Looks great... Any more pics?


----------



## moparz10 (Sep 21, 2010)

looking good,yes more pics and tell us more about your venture


----------



## qx56 (Mar 6, 2012)

A couple more


----------



## qx56 (Mar 6, 2012)

Construction pics.


----------



## zonecoaster1 (Jan 23, 2014)

Great room!


----------



## B- one (Jan 13, 2013)

Looks great enjoy your space!


----------



## GusGus748s (Jul 22, 2013)

Awesome theater. I hope that one day, I get to own one too!


----------



## ALMFamily (Oct 19, 2011)

That looks great - nice space mate! :T


----------



## Owen Bartley (Oct 18, 2006)

Great theatre room, gx56. I don';t know if I'd exactly call it "little" but I suppose that is all subjective! How do you like the Monoprice surrounds? I've been looking at them for surround duty as well.


----------



## qx56 (Mar 6, 2012)

Thanks everyone. The monoprice inwalls are more than I could ask for for the price. You just want to make sure the are x overed at 80 or higher. I do wish I would have got the ones that had the 6 5.25 and tweet. But who knows if they would be much better. I might get the 8 inch version for my covered back deck.


----------



## Mark L (Mar 7, 2008)

Which monoprice surrounds did you go with? I have also been looking at them for a bonus room surround system. Your room looks great I know you will enjoy it.


----------



## DruNewp (Mar 4, 2013)

Awesome dedicated room!


----------



## qx56 (Mar 6, 2012)

Thanks dru. You did an amazing transformation.


----------



## DruNewp (Mar 4, 2013)

Thank you sir. I actually have some updated pics I'm gonna post, hopefully tonight!


----------



## lynkage (Jan 6, 2014)

That's a very nice room!! I bet the family really loves that room! 
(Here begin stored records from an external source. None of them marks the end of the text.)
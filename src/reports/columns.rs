use crate::error::AnalyticsError;
use crate::query::response::{Cell, Row};
use chrono::NaiveDate;

/// Named column layout of one report type, in API column order.
#[derive(Debug, Clone, Copy)]
pub struct ColumnMap {
    pub report: &'static str,
    pub columns: &'static [&'static str],
}

pub const VISITORS_AND_PAGE_VIEWS: ColumnMap = ColumnMap {
    report: "visitors and page views",
    columns: &["date", "pageTitle", "visitors", "pageViews"],
};

pub const MOST_VISITED_PAGES: ColumnMap = ColumnMap {
    report: "most visited pages",
    columns: &["url", "pageTitle", "pageViews"],
};

pub const TOP_REFERRERS: ColumnMap = ColumnMap {
    report: "top referrers",
    columns: &["url", "pageViews"],
};

pub const TOP_BROWSERS: ColumnMap = ColumnMap {
    report: "top browsers",
    columns: &["browser", "sessions"],
};

impl ColumnMap {
    /// Bind a raw row to this layout, rejecting rows of the wrong width.
    pub fn bind<'a>(&self, row: &'a Row) -> Result<BoundRow<'a>, AnalyticsError> {
        if row.len() != self.columns.len() {
            return Err(AnalyticsError::data_format(
                self.report,
                format!(
                    "expected {} columns ({}), got {}",
                    self.columns.len(),
                    self.columns.join(", "),
                    row.len()
                ),
            ));
        }
        Ok(BoundRow { map: *self, row })
    }
}

/// A row whose width has been checked against its [`ColumnMap`].
pub struct BoundRow<'a> {
    map: ColumnMap,
    row: &'a Row,
}

impl BoundRow<'_> {
    fn cell(&self, column: &str) -> Result<&Cell, AnalyticsError> {
        self.map
            .columns
            .iter()
            .position(|c| *c == column)
            .map(|i| &self.row[i])
            .ok_or_else(|| {
                AnalyticsError::data_format(self.map.report, format!("unknown column '{column}'"))
            })
    }

    pub fn text(&self, column: &str) -> Result<String, AnalyticsError> {
        Ok(self.cell(column)?.as_text().into_owned())
    }

    pub fn count(&self, column: &str) -> Result<u64, AnalyticsError> {
        let cell = self.cell(column)?;
        cell.as_count().ok_or_else(|| {
            AnalyticsError::data_format(
                self.map.report,
                format!("column '{column}' is not a count: {}", cell.as_text()),
            )
        })
    }

    /// Parse a compact `YYYYMMDD` date.
    pub fn date(&self, column: &str) -> Result<NaiveDate, AnalyticsError> {
        let raw = self.cell(column)?.as_text();
        if raw.len() != 8 || !raw.bytes().all(|b| b.is_ascii_digit()) {
            return Err(AnalyticsError::data_format(
                self.map.report,
                format!("column '{column}' is not a YYYYMMDD date: {raw}"),
            ));
        }
        NaiveDate::parse_from_str(&raw, "%Y%m%d").map_err(|e| {
            AnalyticsError::data_format(
                self.map.report,
                format!("column '{column}' is not a valid date: {raw} ({e})"),
            )
        })
    }
}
I need to get off my butt and get mine back in operation!


----------



## mpednault (Dec 20, 2012)

I've been back and forth about an AT screen. I really like the looks of my Klipsch Reference speakers and just don't like the idea of hiding them. Plus I could certainly use the additional room for seating and a bar at the back like you've got. I like how you did the columns on either side of the screen. Any more pics you could share of the columns and how the speakers are placed inside?


----------



## A/V (Feb 5, 2014)

LOVE IT! I love the look of this room. I'm interested in your subwoofer build also. How did you go about tuning it to 16.5 without the boxes being too big? Do you have any details/pics of the subs build?


----------